Berlin: Duncker & Humblot 2013 (Philosophische Schriften 81); 375 S.; 79,90 €; ISBN 978-3-428-14162-3
Diss. TU Berlin; Begutachtung: N. Bolz, M. Städtler. – „It is to understand Socrates“, formuliert Leo Strauss in „Natural Right and History“ in aller Klarheit, und in dieser Perspektive hat die Autorin ihre in den Medienwissenschaften eingereichte Dissertation verfasst. „Gerade im Hinblick auf die vielen Platon‑Interpretationen“ (32) stellt Ulrike Weichert also Leo Strauss als einen politischen Philosophen vor, der in den „Querelles des Anciens et des Modernes“ jenseits des neuzeitlichen Historismus antikes Ordnungsdenken in seiner politischen Substanz freizulegen sucht und dabei aus der Originalität der Alten das Verhältnis von Wahrheitssuche und weltlichem Erscheinungsraum, von Philosophie und Politik thematisiert.

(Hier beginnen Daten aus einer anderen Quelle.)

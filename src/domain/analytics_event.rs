use chrono::{DateTime, SecondsFormat, Utc};
use serde::{Deserialize, Serialize};
use serde_json::{json, Value};
use std::collections::BTreeMap;

use crate::record_store::{CosmicObject, NewObject};

pub const ANALYTICS_EVENT_OBJECT_TYPE: &str = "analytics-events";
const RECENT_EVENTS_LIMIT: usize = 10;
const UNKNOWN_EVENT_TYPE: &str = "unknown";

#[derive(Deserialize)]
#[serde(rename_all = "camelCase")]
pub struct TrackEventBody {
    #[serde(default)]
    pub event_type: String,
    #[serde(default)]
    pub event_data: Value,
    #[serde(default)]
    pub page_url: Option<String>,
}

#[derive(Debug)]
pub struct NewAnalyticsEvent {
    pub event_type: String,
    pub event_data: Value,
    pub page_url: Option<String>,
    pub user_agent: String,
}

impl NewAnalyticsEvent {
    pub fn parse(body: TrackEventBody, user_agent: Option<&str>) -> Result<Self, String> {
        if body.event_type.trim().is_empty() {
            return Err(String::from("Event type is required"));
        }

        Ok(NewAnalyticsEvent {
            event_type: body.event_type,
            event_data: body.event_data,
            page_url: body.page_url,
            user_agent: user_agent.unwrap_or_default().to_string(),
        })
    }

    pub fn into_object(self, recorded_at: DateTime<Utc>) -> NewObject {
        let timestamp = recorded_at.to_rfc3339_opts(SecondsFormat::Millis, true);

        NewObject::new(
            ANALYTICS_EVENT_OBJECT_TYPE,
            format!("{} - {}", self.event_type, timestamp),
            json!({
                "event_type": self.event_type,
                // Stored as a JSON encoded string
                "event_data": self.event_data.to_string(),
                "page_url": self.page_url,
                "timestamp": timestamp,
                "user_agent": self.user_agent,
            }),
        )
    }
}

#[derive(Debug, PartialEq, Serialize)]
#[serde(rename_all = "camelCase")]
pub struct AnalyticsStats {
    pub total_events: usize,
    pub events_by_type: BTreeMap<String, usize>,
    pub recent_events: Vec<RecentEvent>,
}

#[derive(Debug, PartialEq, Serialize)]
#[serde(rename_all = "camelCase")]
pub struct RecentEvent {
    pub id: String,
    #[serde(rename = "type")]
    pub event_type: Option<String>,
    pub timestamp: Option<String>,
    pub page_url: Option<String>,
}

impl AnalyticsStats {
    /// Aggregates events in the order the backend returned them.
    pub fn from_events(events: &[CosmicObject]) -> Self {
        let mut events_by_type = BTreeMap::new();

        for event in events {
            let event_type = event
                .metadata_str("event_type")
                .filter(|event_type| !event_type.is_empty())
                .unwrap_or(UNKNOWN_EVENT_TYPE);

            *events_by_type.entry(event_type.to_string()).or_insert(0) += 1;
        }

        let recent_events = events
            .iter()
            .take(RECENT_EVENTS_LIMIT)
            .map(|event| RecentEvent {
                id: event.id.clone(),
                event_type: event.metadata_str("event_type").map(String::from),
                timestamp: event.metadata_str("timestamp").map(String::from),
                page_url: event.metadata_str("page_url").map(String::from),
            })
            .collect();

        AnalyticsStats {
            total_events: events.len(),
            events_by_type,
            recent_events,
        }
    }
}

Ausgehend von der „Krise des Westens“ (36 ff.) und Carl Schmitts Begriff des Politischen analysiert sie „Das Politische als Gegenstand und Modus der Philosophie“ (105 ff.), um über die „Politische Rhetorik“ (126 ff.) das Verhältnis von „Schriftlichkeit und Philosophie“ (173 ff.) zu erörtern. Was veranlasst einen politischen Philosophen, der Denk‑ und Sprechfreundschaften pflegt, zur scheinbar herabwürdigenden Tätigkeit des Schreibens? Anlässlich von Leo Strauss’ Aufsatz „Persecution and the Art of Writing“ greift die Verfasserin das eingangs intonierte „Spannungsverhältnis zwischen Philosophie und dem Gemeinwesen“ (222) wieder auf und entwickelt von dorther Strauss’ politische Hermeneutik, die sie mit Heinrich Meier als eine Begegnung verwandter Naturen versteht. Gegen Gadamers Verständnis einer Horizontverschmelzung, in der das eigene Verstehen stets wirkungsgeschichtlich vorgeprägt ist, fordert Strauss eine größtmögliche Anstrengungsbereitschaft des Interpreten ein, die originäre Intention des Autors zu verstehen, um möglichst mit den Augen des geistigen Urhebers zu sehen und sich selbst auf den bisweilen auch demütigenden Nachvollzug der Denkbewegungen des Autors einzulassen. Alles Historisierende und Zeitbedingte verblasst so für Freunde der Wahrheit vor dem philosophischen Kern überzeitlicher Wahrheiten, die – nach Strauss – ohnehin stets von gesellschaftlich bedingten Meinungen überlagert und verdeckt werden. Der medienwissenschaftliche Fokus richtet sich vor dem Hintergrund dieser Strauss’schen Überlegungen klugerweise darauf, ob und inwiefern es in modernen Demokratien „intellektueller Mediatoren“ (317) bedarf.
Karl-Heinz Breier (KHB)
Prof. Dr., Institut für Sozialwissenschaften und Philosophie, Universität Vechta.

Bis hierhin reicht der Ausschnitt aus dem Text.